[ExI] atheists declare religions as scams.

Anders Sandberg anders at aleph.se
Fri Jan 7 12:39:13 UTC 2011


On 2011-01-07 09:19, Sondre Bjellås wrote:
> No religion are sane. Religions are invalid as basis for morality, as
> the morality in all religions are not based upon realities in the world
> and doesn't stand up to scientific scrutiny.

While the epistemic basis for religions is clearly bad, I doubt there is 
much science itself can say about the correctness of morality.

If you are a moral realist (moral claims can be true or false), it is 
not obvious that the truth of moral statements can be investigated 
through a scientific experiment. How do you measure the appropriateness 
of an action? How do you test if utilitarianism is correct? And if you 
are a moral noncognitivist (moral claims are not true or false, but like 
attitudes or emotions) or error theorist (moral claims are erroneous 
like religion) at most you can collect statistics and correlates of why 
people believe certain things. If you are a subjectivist (moral claims 
are about subjective human mental states; they may or may not be 
relative to the speaker or their culture) you might be able to 
investigate them somewhat, with the usual messiness of soft science.
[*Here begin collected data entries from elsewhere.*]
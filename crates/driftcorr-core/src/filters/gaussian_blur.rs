use ndarray::Array2;
use rayon::prelude::*;

/// Minimum pixel count (h*w) to justify row-level parallelism.
const PARALLEL_PIXEL_THRESHOLD: usize = 65_536;

/// Normalized Gaussian weights reaching `cut * sigma` samples either side.
pub fn make_gaussian_kernel(sigma: f64, cut: f64) -> Vec<f64> {
    let radius = (sigma * cut).ceil() as usize;
    let size = 2 * radius + 1;
    let mut kernel = vec![0.0f64; size];
    let s2 = 2.0 * sigma * sigma;
    let mut sum = 0.0f64;

    for (i, k) in kernel.iter_mut().enumerate() {
        let x = i as f64 - radius as f64;
        *k = (-x * x / s2).exp();
        sum += *k;
    }

    for v in &mut kernel {
        *v /= sum;
    }

    kernel
}

/// Blur a 1D signal. Samples beyond either end repeat the end value.
pub fn gaussian_blur_1d(signal: &[f64], sigma: f64, cut: f64) -> Vec<f64> {
    if signal.is_empty() {
        return Vec::new();
    }
    let kernel = make_gaussian_kernel(sigma, cut);
    let radius = kernel.len() / 2;
    let n = signal.len() as isize;

    (0..signal.len())
        .map(|i| {
            kernel
                .iter()
                .enumerate()
                .map(|(ki, &kv)| {
                    let src = (i as isize + ki as isize - radius as isize).clamp(0, n - 1);
                    signal[src as usize] * kv
                })
                .sum()
        })
        .collect()
}

/// Separable Gaussian blur of an image with clamped borders.
pub fn gaussian_blur_array(data: &Array2<f32>, sigma: f32) -> Array2<f32> {
    let kernel: Vec<f32> = make_gaussian_kernel(sigma as f64, 3.0)
        .into_iter()
        .map(|v| v as f32)
        .collect();
    let row_pass = convolve_rows(data, &kernel);
    convolve_cols(&row_pass, &kernel)
}

fn convolve_rows(data: &Array2<f32>, kernel: &[f32]) -> Array2<f32> {
    let (h, w) = data.dim();
    let radius = kernel.len() / 2;
    let sample = |row: usize, col: usize| -> f32 {
        let mut sum = 0.0f32;
        for (ki, &kv) in kernel.iter().enumerate() {
            let src_col =
                (col as isize + ki as isize - radius as isize).clamp(0, w as isize - 1) as usize;
            sum += data[[row, src_col]] * kv;
        }
        sum
    };

    if h * w >= PARALLEL_PIXEL_THRESHOLD {
        let rows: Vec<Vec<f32>> = (0..h)
            .into_par_iter()
            .map(|row| (0..w).map(|col| sample(row, col)).collect())
            .collect();
        collect_rows(rows, h, w)
    } else {
        Array2::from_shape_fn((h, w), |(row, col)| sample(row, col))
    }
}

fn convolve_cols(data: &Array2<f32>, kernel: &[f32]) -> Array2<f32> {
    let (h, w) = data.dim();
    let radius = kernel.len() / 2;
    let sample = |row: usize, col: usize| -> f32 {
        let mut sum = 0.0f32;
        for (ki, &kv) in kernel.iter().enumerate() {
            let src_row =
                (row as isize + ki as isize - radius as isize).clamp(0, h as isize - 1) as usize;
            sum += data[[src_row, col]] * kv;
        }
        sum
    };

    if h * w >= PARALLEL_PIXEL_THRESHOLD {
        let rows: Vec<Vec<f32>> = (0..h)
            .into_par_iter()
            .map(|row| (0..w).map(|col| sample(row, col)).collect())
            .collect();
        collect_rows(rows, h, w)
    } else {
        Array2::from_shape_fn((h, w), |(row, col)| sample(row, col))
    }
}

fn collect_rows(rows: Vec<Vec<f32>>, h: usize, w: usize) -> Array2<f32> {
    let mut result = Array2::<f32>::zeros((h, w));
    for (row, row_data) in rows.into_iter().enumerate() {
        for (col, val) in row_data.into_iter().enumerate() {
            result[[row, col]] = val;
        }
    }
    result
}

#[cfg(test)]
mod tests {
    use super::*;

    #[test]
    fn kernel_is_normalized_and_sized_by_cut() {
        let k = make_gaussian_kernel(2.0, 3.0);
        assert_eq!(k.len(), 13);
        assert!((k.iter().sum::<f64>() - 1.0).abs() < 1e-12);
        assert!(k[6] > k[5] && k[5] > k[0]);
    }

    #[test]
    fn clamped_blur_keeps_constant_signal() {
        let out = gaussian_blur_1d(&[4.0; 7], 2.0, 3.0);
        assert!(out.iter().all(|v| (v - 4.0).abs() < 1e-12));
    }

    #[test]
    fn blur_spreads_an_impulse_symmetrically() {
        let mut signal = vec![0.0; 21];
        signal[10] = 1.0;
        let out = gaussian_blur_1d(&signal, 1.5, 3.0);
        assert!((out[9] - out[11]).abs() < 1e-15);
        assert!(out[10] < 1.0);
        assert!((out.iter().sum::<f64>() - 1.0).abs() < 1e-12);
    }
}
use std::sync::atomic::{AtomicUsize, Ordering};

use rayon::prelude::*;
use tracing::{info, warn};

use crate::align::register_pair;
use crate::consts::PARALLEL_FRAME_THRESHOLD;
use crate::drift::{integrate_records, smooth};
use crate::error::{DriftError, Result};
use crate::frame::ProjectionSet;

use super::config::{DriftConfig, RegistrationConfig, SmoothingConfig};
use super::types::{DriftCorrection, NoOpReporter, PairOutcome, PipelineStage, ProgressReporter};

/// Register every frame against its predecessor.
///
/// Outcomes are returned in frame order, one per frame; frame 0 carries the
/// sentinel. A failed pair is recorded in its outcome and does not stop the
/// others. Only an invalid configuration or an empty sequence is fatal.
pub fn register_sequence(
    frames: &[ProjectionSet],
    config: &RegistrationConfig,
    reporter: &dyn ProgressReporter,
) -> Result<Vec<PairOutcome>> {
    if frames.is_empty() {
        return Err(DriftError::EmptySequence);
    }
    config.validate()?;

    let total = frames.len();
    info!(frames = total, %config, "Registering sequence");
    reporter.begin_stage(PipelineStage::Registration, Some(total));
    let counter = AtomicUsize::new(0);

    let run = |frame: usize| {
        let result = register_pair(frames, frame, config);
        if let Err(e) = &result {
            warn!(frame, error = %e, "Pair registration failed");
        }
        let done = counter.fetch_add(1, Ordering::Relaxed) + 1;
        reporter.advance(done);
        PairOutcome { frame, result }
    };

    let outcomes: Vec<PairOutcome> = if total >= PARALLEL_FRAME_THRESHOLD {
        (0..total).into_par_iter().map(run).collect()
    } else {
        (0..total).map(run).collect()
    };

    reporter.finish_stage();
    Ok(outcomes)
}

/// Integrate and smooth the outcomes of [`register_sequence`] (or shift
/// records read back from disk) for a sequence of `frame_count` frames.
///
/// Failed and absent pairs contribute a zero shift and are listed in
/// [`DriftCorrection::missing`].
pub fn correct_drift(
    outcomes: &[PairOutcome],
    frame_count: usize,
    smoothing: &SmoothingConfig,
) -> Result<DriftCorrection> {
    correct_drift_reported(outcomes, frame_count, smoothing, &NoOpReporter)
}

pub fn correct_drift_reported(
    outcomes: &[PairOutcome],
    frame_count: usize,
    smoothing: &SmoothingConfig,
    reporter: &dyn ProgressReporter,
) -> Result<DriftCorrection> {
    if frame_count == 0 {
        return Err(DriftError::EmptySequence);
    }
    smoothing.validate()?;

    reporter.begin_stage(PipelineStage::Integration, Some(frame_count));
    let mut records = Vec::with_capacity(outcomes.len());
    let mut failures = Vec::new();
    for outcome in outcomes {
        match &outcome.result {
            Ok(shift) => records.push(*shift),
            Err(e) => failures.push((outcome.frame, e.to_string())),
        }
    }
    let chain = integrate_records(frame_count, &records);
    reporter.finish_stage();

    reporter.begin_stage(PipelineStage::Smoothing, None);
    let smoothed = smooth(&chain.offsets, smoothing)?;
    reporter.finish_stage();

    info!(
        frames = frame_count,
        missing = chain.missing.len(),
        failed = failures.len(),
        "Drift correction computed"
    );
    let mut correction = DriftCorrection::new(chain, smoothed);
    correction.failures = failures;
    Ok(correction)
}

/// Register, integrate and smooth an in-memory sequence in one call.
pub fn run_pipeline(
    frames: &[ProjectionSet],
    config: &DriftConfig,
    reporter: &dyn ProgressReporter,
) -> Result<DriftCorrection> {
    config.validate()?;
    let outcomes = register_sequence(frames, &config.registration, reporter)?;
    correct_drift_reported(&outcomes, frames.len(), &config.smoothing, reporter)
}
Note that logic and philosophy can say a lot about the consistency of 
moral systems: it is pretty easy to show how many moral systems are 
self-contradictory or produce outcomes their proponents don't want, and 
it is sometimes even possible to prove more general theorems that show 
that certain approaches are in trouble (e.g. see 
http://sciencethatmatters.com/archives/38 ) Philosophy has been doing 
this for ages, to the minor annoyance of believers.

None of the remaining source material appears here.